(Exercise directions): Your task is to retype all of the records below with complete accuracy.

(Stored items):
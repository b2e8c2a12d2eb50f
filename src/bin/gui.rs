//! palace-shell desktop window

#![cfg_attr(all(target_os = "windows", not(debug_assertions)), windows_subsystem = "windows")]

use palace_shell::settings::SettingsManager;

fn main() -> eframe::Result<()> {
    tracing_subscriber::fmt()
        .with_env_filter(
            tracing_subscriber::EnvFilter::from_default_env()
                .add_directive(tracing::Level::INFO.into()),
        )
        .init();

    let manager = match std::env::var_os("PALACE_SHELL_SETTINGS") {
        Some(path) => SettingsManager::from_file(path),
        None => SettingsManager::open_default().unwrap_or_else(|e| {
            tracing::warn!("{e}; settings will not be saved");
            SettingsManager::in_memory()
        }),
    };

    palace_shell::gui::run(manager)
}
//! Schema inference module
//!
//! Infers a JSON Schema (draft 2020-12 subset) from the Palace example
//! configurations and validates the examples against it.
//!
//! # Features
//!
//! - **Kind Inference**: Unions the observed kinds at every node
//! - **Shape Merging**: Unions object keys and array item shapes across files
//! - **Palace Rules**: Required sections and closed enums layered on top
//! - **Key-Path Report**: Markdown listing of every path, its kinds and files
//! - **Validation**: Checks instances against the emitted subset

mod artifacts;
mod inference;
mod loader;
mod report;
mod rules;
mod types;
mod validate;

pub use artifacts::{
    build_artifacts, schema_path, validate_examples, write_artifacts, ExampleValidation,
    WrittenArtifacts, REPORT_FILE_NAME, SCHEMA_DIR, SCHEMA_FILE_NAME,
};
pub use inference::{infer_schema, merge_value, SchemaInferrer};
pub use loader::{find_example_files, load_examples, Example, EXAMPLE_DIRS};
pub use report::{PathIndex, PathStats};
pub use rules::{apply_palace_rules, PROBLEM_TYPES, REQUIRED_SECTIONS, SWEEP_TYPES};
pub use types::{SchemaArtifacts, SchemaNode, ValueKind, SCHEMA_DIALECT, SCHEMA_TITLE};
pub use validate::{is_valid, validate, Violation};

#[cfg(test)]
mod tests;
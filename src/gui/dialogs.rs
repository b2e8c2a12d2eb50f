//! Native file dialogs (rfd) and modal notices.

use std::path::PathBuf;

use eframe::egui;

use crate::error::{Error, Result};
use crate::mesh::{is_gmsh_executable, GEOMETRY_EXTENSIONS, GMSH_EXECUTABLE};

/// Ask for the project directory.
pub fn pick_project_dir() -> Option<PathBuf> {
    rfd::FileDialog::new()
        .set_title("Choose project directory")
        .pick_folder()
}

/// Ask for the Gmsh executable.
///
/// The picker can only filter by extension, so the chosen file name is
/// checked afterwards.
pub fn pick_gmsh() -> Result<Option<PathBuf>> {
    let dialog = rfd::FileDialog::new().set_title(format!("Choose {GMSH_EXECUTABLE}"));
    #[cfg(windows)]
    let dialog = dialog.add_filter(GMSH_EXECUTABLE, &["exe"]);
    match dialog.pick_file() {
        Some(path) if !is_gmsh_executable(&path) => Err(Error::missing_gmsh(GMSH_EXECUTABLE)),
        picked => Ok(picked),
    }
}

/// Ask for a geometry or mesh file, starting in the project directory.
pub fn pick_geometry(project_dir: &str) -> Option<PathBuf> {
    let mut dialog = rfd::FileDialog::new()
        .set_title("Choose geometry/mesh file")
        .add_filter("Geometry/Mesh", GEOMETRY_EXTENSIONS);
    // GTK and the desktop portal turn "*" into "*.*", which hides files
    // without an extension; there the path can be typed instead.
    #[cfg(any(windows, target_os = "macos"))]
    {
        dialog = dialog.add_filter("All files", &["*"]);
    }
    if !project_dir.is_empty() {
        dialog = dialog.set_directory(project_dir);
    }
    dialog.pick_file()
}

/// Severity of a notice.
#[derive(Debug, Clone, Copy, PartialEq, Eq)]
pub enum NoticeKind {
    Information,
    Warning,
    Critical,
}

/// A message the user must acknowledge.
#[derive(Debug, Clone)]
pub struct Notice {
    pub kind: NoticeKind,
    pub title: String,
    pub message: String,
}

impl Notice {
    pub fn info(title: impl Into<String>, message: impl Into<String>) -> Self {
        Self {
            kind: NoticeKind::Information,
            title: title.into(),
            message: message.into(),
        }
    }

    /// Missing input is a warning, anything else is critical.
    pub fn from_error(err: &Error) -> Self {
        let kind = if err.is_user_input() {
            NoticeKind::Warning
        } else {
            NoticeKind::Critical
        };
        Self {
            kind,
            title: err.title().to_string(),
            message: err.to_string(),
        }
    }

    /// Draw the notice; returns true once acknowledged.
    pub fn show(&self, ctx: &egui::Context) -> bool {
        let mut acknowledged = false;
        egui::Window::new(self.title.as_str())
            .collapsible(false)
            .resizable(false)
            .anchor(egui::Align2::CENTER_CENTER, [0.0, 0.0])
            .show(ctx, |ui| {
                let color = match self.kind {
                    NoticeKind::Information => ui.visuals().text_color(),
                    NoticeKind::Warning => ui.visuals().warn_fg_color,
                    NoticeKind::Critical => ui.visuals().error_fg_color,
                };
                ui.colored_label(color, self.message.as_str());
                ui.add_space(8.0);
                if ui.button("OK").clicked() {
                    acknowledged = true;
                }
            });
        acknowledged
    }
}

(Solved problem):
repository b2e8c2a12d2eb50f
filename src/bin/gui.rs
//! palace-shell desktop window

#![cfg_attr(all(target_os = "windows", not(debug_assertions)), windows_subsystem = "windows")]

use palace_shell::settings::SettingsManager;

fn main() -> eframe::Result<()> {
    tracing_subscriber::fmt()
        .with_env_filter(
            tracing_subscriber::EnvFilter::from_default_env()
                .add_directive(tracing::Level::INFO.into()),
        )
        .init();

    let manager = match std::env::var_os("PALACE_SHELL_SETTINGS") {
        Some(path) => SettingsManager::from_file(path),
        None => SettingsManager::open_default().unwrap_or_else(|e| {
            tracing::warn!("{e}; settings will not be saved");
            SettingsManager::in_memory()
        }),
    };

    palace_shell::gui::run(manager)
}
//! Schema inference module
//!
//! Infers a JSON Schema (draft 2020-12 subset) from the Palace example
//! configurations and validates the examples against it.
//!
//! # Features
//!
//! - **Kind Inference**: Unions the observed kinds at every node
//! - **Shape Merging**: Unions object keys and array item shapes across files
//! - **Palace Rules**: Required sections and closed enums layered on top
//! - **Key-Path Report**: Markdown listing of every path, its kinds and files
//! - **Validation**: Checks instances against the emitted subset

mod artifacts;
mod inference;
mod loader;
mod report;
mod rules;
mod types;
mod validate;

pub use artifacts::{
    build_artifacts, schema_path, validate_examples, write_artifacts, ExampleValidation,
    WrittenArtifacts, REPORT_FILE_NAME, SCHEMA_DIR, SCHEMA_FILE_NAME,
};
pub use inference::{infer_schema, merge_value, SchemaInferrer};
pub use loader::{find_example_files, load_examples, Example, EXAMPLE_DIRS};
pub use report::{PathIndex, PathStats};
pub use rules::{apply_palace_rules, PROBLEM_TYPES, REQUIRED_SECTIONS, SWEEP_TYPES};
pub use types::{SchemaArtifacts, SchemaNode, ValueKind, SCHEMA_DIALECT, SCHEMA_TITLE};
pub use validate::{is_valid, validate, Violation};

#[cfg(test)]
mod tests;
filename src/gui/dialogs.rs
repository b2e8c2a12d2eb50f
//! Native file dialogs (rfd) and modal notices.

use std::path::PathBuf;

use eframe::egui;

use crate::error::{Error, Result};
use crate::mesh::{is_gmsh_executable, GEOMETRY_EXTENSIONS, GMSH_EXECUTABLE};

/// Ask for the project directory.
pub fn pick_project_dir() -> Option<PathBuf> {
    rfd::FileDialog::new()
        .set_title("Choose project directory")
        .pick_folder()
}

/// Ask for the Gmsh executable.
///
/// The picker can only filter by extension, so the chosen file name is
/// checked afterwards.
pub fn pick_gmsh() -> Result<Option<PathBuf>> {
    let dialog = rfd::FileDialog::new().set_title(format!("Choose {GMSH_EXECUTABLE}"));
    #[cfg(windows)]
    let dialog = dialog.add_filter(GMSH_EXECUTABLE, &["exe"]);
    match dialog.pick_file() {
        Some(path) if !is_gmsh_executable(&path) => Err(Error::missing_gmsh(GMSH_EXECUTABLE)),
        picked => Ok(picked),
    }
}

/// Ask for a geometry or mesh file, starting in the project directory.
pub fn pick_geometry(project_dir: &str) -> Option<PathBuf> {
    let mut dialog = rfd::FileDialog::new()
        .set_title("Choose geometry/mesh file")
        .add_filter("Geometry/Mesh", GEOMETRY_EXTENSIONS);
    // GTK and the desktop portal turn "*" into "*.*", which hides files
    // without an extension; there the path can be typed instead.
    #[cfg(any(windows, target_os = "macos"))]
    {
        dialog = dialog.add_filter("All files", &["*"]);
    }
    if !project_dir.is_empty() {
        dialog = dialog.set_directory(project_dir);
    }
    dialog.pick_file()
}

/// Severity of a notice.
#[derive(Debug, Clone, Copy, PartialEq, Eq)]
pub enum NoticeKind {
    Information,
    Warning,
    Critical,
}

/// A message the user must acknowledge.
#[derive(Debug, Clone)]
pub struct Notice {
    pub kind: NoticeKind,
    pub title: String,
    pub message: String,
}

impl Notice {
    pub fn info(title: impl Into<String>, message: impl Into<String>) -> Self {
        Self {
            kind: NoticeKind::Information,
            title: title.into(),
            message: message.into(),
        }
    }

    /// Missing input is a warning, anything else is critical.
    pub fn from_error(err: &Error) -> Self {
        let kind = if err.is_user_input() {
            NoticeKind::Warning
        } else {
            NoticeKind::Critical
        };
        Self {
            kind,
            title: err.title().to_string(),
            message: err.to_string(),
        }
    }

    /// Draw the notice; returns true once acknowledged.
    pub fn show(&self, ctx: &egui::Context) -> bool {
        let mut acknowledged = false;
        egui::Window::new(self.title.as_str())
            .collapsible(false)
            .resizable(false)
            .anchor(egui::Align2::CENTER_CENTER, [0.0, 0.0])
            .show(ctx, |ui| {
                let color = match self.kind {
                    NoticeKind::Information => ui.visuals().text_color(),
                    NoticeKind::Warning => ui.visuals().warn_fg_color,
                    NoticeKind::Critical => ui.visuals().error_fg_color,
                };
                ui.colored_label(color, self.message.as_str());
                ui.add_space(8.0);
                if ui.button("OK").clicked() {
                    acknowledged = true;
                }
            });
        acknowledged
    }
}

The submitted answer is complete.